# Task requirements:
Determine how many lines of the entries contain "Verify". Reply with that number alone.

[Exercise materials Boundary: Start]

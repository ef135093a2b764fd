//! Partvault - command-line entry point
//!
//! Back up, restore and flash partitions of a device described by an image
//! layout file.

use anyhow::{Context, Result};
use clap::{Parser, Subcommand};
use partvault::codec::short_digest;
use partvault::config::Config;
use partvault::device::image::ImageDevice;
use partvault::engine::backup::{BackupEngine, BackupPlan};
use partvault::engine::flash::{FlashEngine, FlashPlan};
use partvault::engine::restore::{RestoreEngine, RestorePlan};
use partvault::engine::validate::IntegrityValidator;
use partvault::engine::{ProgressCallback, ProgressLevel, ProgressUpdate};
use partvault::firmware::FirmwareManifest;
use partvault::manifest::{self, BackupFormat, BackupType};
use partvault::shutdown::ShutdownCoordinator;
use partvault::transfer::{format_bytes, format_duration};
use partvault::utils;
use std::path::PathBuf;
use std::process::ExitCode;
use std::sync::Arc;

#[derive(Parser, Debug)]
#[command(author, version, about, long_about = None)]
struct Args {
    /// Path to configuration file
    #[arg(short, long, value_name = "FILE", global = true)]
    config: Option<PathBuf>,

    /// Log level (trace, debug, info, warn, error)
    #[arg(short, long, global = true)]
    log_level: Option<String>,

    #[command(subcommand)]
    command: Command,
}

#[derive(Subcommand, Debug)]
enum Command {
    /// Back up device partitions
    Backup {
        /// Device layout file
        #[arg(long, value_name = "LAYOUT")]
        device: PathBuf,

        /// Parent directory for the backup (overrides config)
        #[arg(short, long)]
        out: Option<PathBuf>,

        /// full, critical, userdata or custom
        #[arg(long = "type", default_value = "full")]
        backup_type: BackupType,

        /// raw, compressed or packaged (overrides config)
        #[arg(long)]
        format: Option<BackupFormat>,

        /// Partition to include with --type custom
        #[arg(short, long = "partition", value_name = "NAME")]
        partitions: Vec<String>,

        #[arg(long)]
        encrypt: bool,

        #[arg(long)]
        compress: bool,

        #[arg(long)]
        notes: Option<String>,
    },

    /// Restore a backup onto the device
    Restore {
        #[arg(long, value_name = "LAYOUT")]
        device: PathBuf,

        /// Backup directory, manifest.json or archive
        source: PathBuf,

        /// Only restore these partitions
        #[arg(short, long = "partition", value_name = "NAME")]
        partitions: Vec<String>,

        /// Save high-risk partitions here before overwriting (overrides config)
        #[arg(long)]
        safety_backup_dir: Option<PathBuf>,
    },

    /// Flash a firmware package
    Flash {
        #[arg(long, value_name = "LAYOUT")]
        device: PathBuf,

        /// Image folder, scatter file, partition list or single image
        firmware: PathBuf,

        /// Also write critical and high-risk partitions
        #[arg(long)]
        no_safe_mode: bool,

        /// Do not reboot after a successful flash
        #[arg(long)]
        no_reboot: bool,
    },

    /// Print a backup's manifest
    Inspect { source: PathBuf },

    /// Check a backup's integrity without touching any device
    Verify {
        #[arg(long)]
        serial: String,

        source: PathBuf,
    },
}

fn print_progress() -> ProgressCallback {
    Arc::new(|update: &ProgressUpdate| {
        let marker = match update.level {
            ProgressLevel::Info => " ",
            ProgressLevel::Warn => "!",
            ProgressLevel::Error => "x",
        };
        println!("[{:>3}%]{} {}", update.percent, marker, update.message);
    })
}

fn exit_code(success: bool) -> ExitCode {
    if success {
        ExitCode::SUCCESS
    } else {
        ExitCode::FAILURE
    }
}

#[tokio::main]
async fn main() -> Result<ExitCode> {
    let args = Args::parse();

    // Load configuration
    let config = if let Some(config_path) = &args.config {
        Config::from_file(config_path)?
    } else {
        Config::default()
    };

    // Initialize logging
    let log_level = args.log_level.as_deref().unwrap_or(&config.log.level);
    utils::logger::init(log_level)?;

    tracing::debug!("partvault v{}", env!("CARGO_PKG_VERSION"));

    let shutdown = ShutdownCoordinator::new();
    let signals = tokio::spawn({
        let shutdown = shutdown.clone();
        async move { shutdown.wait_for_signal().await }
    });

    let chunk_size = config.transfer.chunk_size;
    let token = shutdown.token();

    let code = match args.command {
        Command::Backup {
            device,
            out,
            backup_type,
            format,
            partitions,
            encrypt,
            compress,
            notes,
        } => {
            let mut plan = BackupPlan::new(
                out.unwrap_or(config.backup.output_dir.clone()),
                backup_type,
                format.unwrap_or(config.backup.format),
            );
            plan.partitions = partitions;
            plan.encrypt = encrypt || config.backup.encrypt;
            plan.compress = compress || config.backup.compress;
            plan.notes = notes;

            let result = tokio::task::spawn_blocking(move || {
                let mut device = ImageDevice::open(&device)?;
                let mut engine = BackupEngine::with_cancel(&mut device, token)
                    .with_progress(print_progress())
                    .with_chunk_size(chunk_size);
                engine.execute(&plan)
            })
            .await??;

            println!(
                "Backed up {} partitions ({} failed), {} in {}",
                result.partitions_backed_up,
                result.partitions_failed,
                format_bytes(result.total_bytes),
                format_duration(result.duration.as_secs())
            );
            if result.manifest.is_some() {
                println!("Output: {}", result.output_path.display());
            }
            if let Some(error) = &result.error {
                eprintln!("Error: {}", error);
            }
            exit_code(result.success)
        }

        Command::Restore {
            device,
            source,
            partitions,
            safety_backup_dir,
        } => {
            let mut plan = RestorePlan::new(source);
            plan.partitions = partitions;
            plan.safety_backup_dir = safety_backup_dir.or(config.restore.safety_backup_dir.clone());

            let result = tokio::task::spawn_blocking(move || {
                let mut device = ImageDevice::open(&device)?;
                let mut engine = RestoreEngine::with_cancel(&mut device, token)
                    .with_validator(IntegrityValidator::new().with_chunk_size(chunk_size))
                    .with_progress(print_progress())
                    .with_chunk_size(chunk_size);
                engine.execute(&plan)
            })
            .await??;

            println!(
                "Restored {} partitions ({} failed) in {}",
                result.partitions_restored,
                result.partitions_failed,
                format_duration(result.duration.as_secs())
            );
            if let Some(error) = &result.error {
                eprintln!("Error: {}", error);
            }
            exit_code(result.success)
        }

        Command::Flash {
            device,
            firmware,
            no_safe_mode,
            no_reboot,
        } => {
            let firmware = FirmwareManifest::from_path(&firmware)
                .with_context(|| format!("loading firmware {}", firmware.display()))?;
            let plan = FlashPlan {
                safe_mode: config.flash.safe_mode && !no_safe_mode,
                reboot_on_success: config.flash.reboot_on_success && !no_reboot,
            };
            if !plan.safe_mode {
                tracing::warn!("Safe mode disabled: critical partitions will be written");
            }

            let result = tokio::task::spawn_blocking(move || {
                let mut device = ImageDevice::open(&device)?;
                let mut engine = FlashEngine::with_cancel(&mut device, token)
                    .with_progress(print_progress())
                    .with_chunk_size(chunk_size);
                engine.execute(&firmware, &plan)
            })
            .await??;

            println!(
                "Flashed {} partitions, skipped {} in {}",
                result.flashed.len(),
                result.skipped.len(),
                format_duration(result.duration.as_secs())
            );
            if !result.skipped.is_empty() {
                println!("Skipped: {}", result.skipped.join(", "));
            }
            if let Some(error) = &result.error {
                eprintln!("Error: {}", error);
            }
            exit_code(result.success)
        }

        Command::Inspect { source } => {
            let manifest = manifest::load(&source)?;

            println!(
                "{} {} (serial {}, chipset {})",
                manifest.device_brand, manifest.device_model, manifest.device_serial, manifest.chipset
            );
            println!(
                "Created {}, type {}, format {}, version {}",
                manifest.created_at.format("%Y-%m-%d %H:%M:%S"),
                manifest.backup_type,
                manifest.format,
                manifest.version
            );
            if let Some(notes) = &manifest.notes {
                println!("Notes: {}", notes);
            }
            for entry in &manifest.partitions {
                let mut flags = Vec::new();
                if entry.is_compressed {
                    flags.push("gzip");
                }
                if entry.is_encrypted {
                    flags.push("aes");
                }
                println!(
                    "  {:<20} {:>12}  {}  {}",
                    entry.name,
                    format_bytes(entry.size_bytes),
                    short_digest(&entry.sha256),
                    flags.join(",")
                );
            }
            println!(
                "{} partitions, {}",
                manifest.partitions.len(),
                format_bytes(manifest.total_bytes())
            );

            let missing = if source.is_dir() {
                manifest.missing_files(&source)
            } else {
                Vec::new()
            };
            for name in &missing {
                eprintln!("Missing file {}", name);
            }
            exit_code(missing.is_empty())
        }

        Command::Verify { serial, source } => {
            let outcome = tokio::task::spawn_blocking(move || {
                IntegrityValidator::new()
                    .with_chunk_size(chunk_size)
                    .check(&source, &serial)
            })
            .await?;

            match outcome {
                Ok(()) => {
                    println!("Backup verified");
                    ExitCode::SUCCESS
                }
                Err(e) => {
                    eprintln!("Verification failed: {}", e);
                    ExitCode::FAILURE
                }
            }
        }
    };

    signals.abort();
    Ok(code)
}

[Exercise materials Boundary: End]

# Exercise answer:
2